Amable un candor sin detalles se enciende a favor de una torpe melancolía que es esencial a la vida. Se cuece como un temor en las retinas que discute en vano sobre el terror de olvidarnos. Luego nadie recuerda el tumulto, la amalgama de fervor y apegos, solo sobrevive el movimiento, ese temblor con que olvidar.
Dadivo el cielo culmina cada tarde en la promesa de que mañana pase de nuevo desapercibido; nómada y siempre mismo, constante que nunca se repite.
Hágase lo dormido vocación del desvelo; un cansancio irreconciliable con el sueño; la ocupación que ha encontrado negociarse en turnos de errancia; la cometida voluntad nomádica del sol combustible manifiesto en mí.
Las ramas tal si fueran manos sacan una gracia de canción que hierve en las tardes. Alzan testimonio de que lo vivo tiene vocación celeste, clorofila como imán al sol en coro lento que frotándose a cada instante con el viento se estira en intento de alcanzar.

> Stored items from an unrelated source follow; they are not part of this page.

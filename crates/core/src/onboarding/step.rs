//! Wizard steps.

use super::Field;

/// One page of the onboarding wizard.
#[derive(Debug, Clone, Copy, PartialEq, Eq, Hash, Default)]
pub enum Step {
    /// Who you are and what you do.
    #[default]
    Basics,
    /// Experience, availability and rates.
    Services,
    /// How clients reach you.
    Contact,
}

impl Step {
    /// All steps in order.
    pub const ALL: [Self; 3] = [Self::Basics, Self::Services, Self::Contact];

    /// The final step, the only one that can submit.
    pub const LAST: Self = Self::Contact;

    /// Zero-based position of the step.
    #[must_use]
    pub const fn index(self) -> usize {
        match self {
            Self::Basics => 0,
            Self::Services => 1,
            Self::Contact => 2,
        }
    }

    /// Step at `index`, clamped into range.
    #[must_use]
    pub const fn from_index(index: usize) -> Self {
        match index {
            0 => Self::Basics,
            1 => Self::Services,
            _ => Self::Contact,
        }
    }

    /// The step after this one, or this one if it is the last.
    #[must_use]
    pub const fn next(self) -> Self {
        Self::from_index(self.index() + 1)
    }

    /// The step before this one, or this one if it is the first.
    #[must_use]
    pub const fn previous(self) -> Self {
        Self::from_index(self.index().saturating_sub(1))
    }

    /// Stable identifier used in markup.
    #[must_use]
    pub const fn id(self) -> &'static str {
        match self {
            Self::Basics => "basics",
            Self::Services => "services",
            Self::Contact => "contact",
        }
    }

    #[must_use]
    pub const fn title(self) -> &'static str {
        match self {
            Self::Basics => "Basics",
            Self::Services => "Services",
            Self::Contact => "Contact",
        }
    }

    #[must_use]
    pub const fn description(self) -> &'static str {
        match self {
            Self::Basics => "Tell us who you are and what you do.",
            Self::Services => "Share your experience, availability, and rates.",
            Self::Contact => "How clients can reach you once verified.",
        }
    }

    /// Fields validated when leaving this step.
    #[must_use]
    pub const fn fields(self) -> &'static [Field] {
        match self {
            Self::Basics => &[
                Field::FullName,
                Field::Trade,
                Field::ServiceArea,
                Field::Postcode,
            ],
            Self::Services => &[
                Field::Experience,
                Field::Availability,
                Field::Rate,
                Field::RateType,
                Field::Bio,
            ],
            Self::Contact => &[Field::Phone, Field::Whatsapp],
        }
    }

    /// Whether this is the final step.
    #[must_use]
    pub const fn is_last(self) -> bool {
        matches!(self, Self::Contact)
    }

    /// The step on which `field` is edited.
    #[must_use]
    pub fn of(field: Field) -> Self {
        Self::ALL
            .into_iter()
            .find(|step| step.fields().contains(&field))
            .unwrap_or(Self::LAST)
    }
}

#[cfg(test)]
mod tests {
    use super::*;

    #[test]
    fn test_index_roundtrip() {
        for step in Step::ALL {
            assert_eq!(Step::from_index(step.index()), step);
        }
    }

    #[test]
    fn test_from_index_clamps() {
        assert_eq!(Step::from_index(7), Step::Contact);
    }

    #[test]
    fn test_next_and_previous_saturate() {
        assert_eq!(Step::Basics.previous(), Step::Basics);
        assert_eq!(Step::Contact.next(), Step::Contact);
        assert_eq!(Step::Basics.next(), Step::Services);
        assert_eq!(Step::Contact.previous(), Step::Services);
    }

    #[test]
    fn test_every_field_belongs_to_one_step() {
        for field in Field::ALL {
            let owners = Step::ALL
                .iter()
                .filter(|step| step.fields().contains(&field))
                .count();
            assert_eq!(owners, 1, "{field:?}");
        }
    }

    #[test]
    fn test_of() {
        assert_eq!(Step::of(Field::Postcode), Step::Basics);
        assert_eq!(Step::of(Field::Bio), Step::Services);
        assert_eq!(Step::of(Field::Whatsapp), Step::Contact);
    }
}
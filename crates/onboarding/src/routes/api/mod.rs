//! JSON API routes.
//!
//! The same actions as the HTML forms, for script clients. Requests may be
//! urlencoded or JSON; responses are always an
//! [`ghanovia_core::ActionOutcome`] as JSON.

pub mod auth;

use axum::{
    Form, Json,
    extract::{FromRequest, Request},
    http::header::CONTENT_TYPE,
    response::{IntoResponse, Response},
};
use serde::de::DeserializeOwned;

/// Body extractor that accepts either `application/json` or a urlencoded
/// form, chosen by `Content-Type`.
pub struct FormOrJson<T>(pub T);

impl<S, T> FromRequest<S> for FormOrJson<T>
where
    S: Send + Sync,
    T: DeserializeOwned,
{
    type Rejection = Response;

    async fn from_request(request: Request, state: &S) -> Result<Self, Self::Rejection> {
        let is_json = request
            .headers()
            .get(CONTENT_TYPE)
            .and_then(|value| value.to_str().ok())
            .is_some_and(|value| value.starts_with("application/json"));

        if is_json {
            let Json(value) = Json::<T>::from_request(request, state)
                .await
                .map_err(IntoResponse::into_response)?;
            Ok(Self(value))
        } else {
            let Form(value) = Form::<T>::from_request(request, state)
                .await
                .map_err(IntoResponse::into_response)?;
            Ok(Self(value))
        }
    }
}
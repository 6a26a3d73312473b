//! Input validation errors.

use thiserror::Error;

/// A credential field failed validation.
///
/// The `Display` output is the exact message surfaced to the user, so
/// variants are worded for end users rather than operators.
#[derive(Debug, Clone, PartialEq, Eq, Error)]
pub enum ValidationError {
    /// Phone is missing or too short to be a phone number at all.
    #[error("Phone is required")]
    PhoneRequired,

    /// Phone does not match `+44` followed by 9-10 digits.
    #[error("Use a UK phone starting with +44")]
    PhoneNotUk,

    /// Password shorter than the minimum length.
    #[error("Password must be at least 6 chars")]
    PasswordTooShort,

    /// OTP token empty after trimming.
    #[error("Enter the OTP code you received")]
    OtpMissing,

    /// Role is not one of the accepted values.
    #[error("Invalid enum value. Expected 'customer' | 'professional', received '{received}'")]
    InvalidRole {
        /// The value that was submitted.
        received: String,
    },
}
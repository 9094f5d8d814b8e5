//! Condition variables (spec §4.6, component L6).
//!
//! The teacher has no direct equivalent (r3 omits condition variables from
//! its kernel surface); this module is built from [`crate::wait::WaitQueue`]
//! and the [`crate::mutex::MutexCb`] entry points already written, following
//! the standard POSIX `pthread_cond_wait` contract: the caller must hold
//! `mutex`, which is atomically released for the duration of the wait and
//! reacquired before returning, including when returning due to a timeout
//! or signal interruption.
use crate::error::{ResultCode, WaitError, WaitTimeoutError};
use crate::klock;
use crate::mutex::MutexCb;
use crate::sched;
use crate::task::ThreadState;
use crate::tick::{self, Duration};
use crate::wait::{QueueOrder, WaitQueue};

pub struct CondVar {
    wait_queue: WaitQueue,
}

// Safety: `wait_queue` is only touched under the kernel lock. Needed for
// `static CV: CondVar = CondVar::new()` declarations.
unsafe impl Sync for CondVar {}

impl CondVar {
    pub const fn new() -> Self {
        Self { wait_queue: WaitQueue::new(QueueOrder::Priority) }
    }

    /// Atomically unlock `mutex` and block until woken by
    /// [`CondVar::notify_one`]/[`CondVar::notify_all`], then reacquire
    /// `mutex` before returning. The caller must already hold `mutex`.
    pub fn wait(&'static self, mutex: &'static MutexCb) -> Result<(), WaitError> {
        self.wait_timeout(mutex, tick::INFINITE).map_err(crate::error::expect_not_timed_out)
    }

    /// As [`CondVar::wait`], but blocks for at most `timeout` ticks.
    /// `mutex` is reacquired before returning even when the wait times out
    /// or is interrupted, matching POSIX `pthread_cond_timedwait`.
    pub fn wait_timeout(
        &'static self,
        mutex: &'static MutexCb,
        timeout: Duration,
    ) -> Result<(), WaitTimeoutError> {
        if timeout < 0 {
            crate::error::fatal("condvar wait given a negative duration");
        }
        mutex
            .unlock()
            .unwrap_or_else(|_| crate::error::fatal("condvar wait: caller does not own the mutex"));

        let lock = klock::lock_cpu();
        let current = sched::current_or_fatal(&lock);
        let deadline = (timeout != tick::INFINITE).then(|| tick::now().wrapping_add(timeout as u64));
        let result = self.wait_queue.block(
            lock,
            current,
            ThreadState::BlockedOnConditionVariable,
            deadline,
        );

        mutex
            .lock()
            .unwrap_or_else(|_| crate::error::fatal("condvar wait: failed to reacquire mutex"));

        match result {
            Ok(()) => Ok(()),
            Err(ResultCode::TimedOut) => Err(WaitTimeoutError::TimedOut),
            Err(ResultCode::Interrupted) => Err(WaitTimeoutError::Interrupted),
            Err(_) => crate::error::fatal("unexpected condvar wait result"),
        }
    }

    /// Wake one blocked waiter, if any.
    pub fn notify_one(&self) {
        let mut lock = klock::lock_cpu();
        let woke = self.wait_queue.wake_one(&mut lock).is_some();
        if woke {
            sched::dispatch(lock);
        }
    }

    /// Wake every blocked waiter.
    pub fn notify_all(&self) {
        let mut lock = klock::lock_cpu();
        let was_empty = self.wait_queue.is_empty();
        self.wait_queue.wake_all(&mut lock);
        if !was_empty {
            sched::dispatch(lock);
        }
    }
}

impl Default for CondVar {
    fn default() -> Self {
        Self::new()
    }
}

Hablar de mañana como sobrenombre a siempre, en favor de ese aire que promete futuro, del día que aligera en nuestras frentes. De ese olor que levanta entre las especias sin admitir que las narices sirven para la labor de estrellas, reconocer los perfumes que le sacamos al sol.
No se cumplen las promesas del mañana tibio y mismo y sin embargo otras frutas crecen del árbol de los tropiezos y son sabores inesperados, esencias del derramo, los que a la lengua encandilan.
Se necesitan manos fuertes que agarren en afán de soltar, que den razón al tiempo con firmeza y criterio, que firmes no apresuren las comunidades de pastos y hierbas que en el día arden, no para quemarse sino para lo que sigue al fuego.
Las tardes se borran. En acuarela se pronuncia su tiempo de nunca más. Su recuerdo de burdo a inexistente, un agua embrutecida en testimonio de algo inatrapable que en la mirada se esgrima mientras preparamos el té.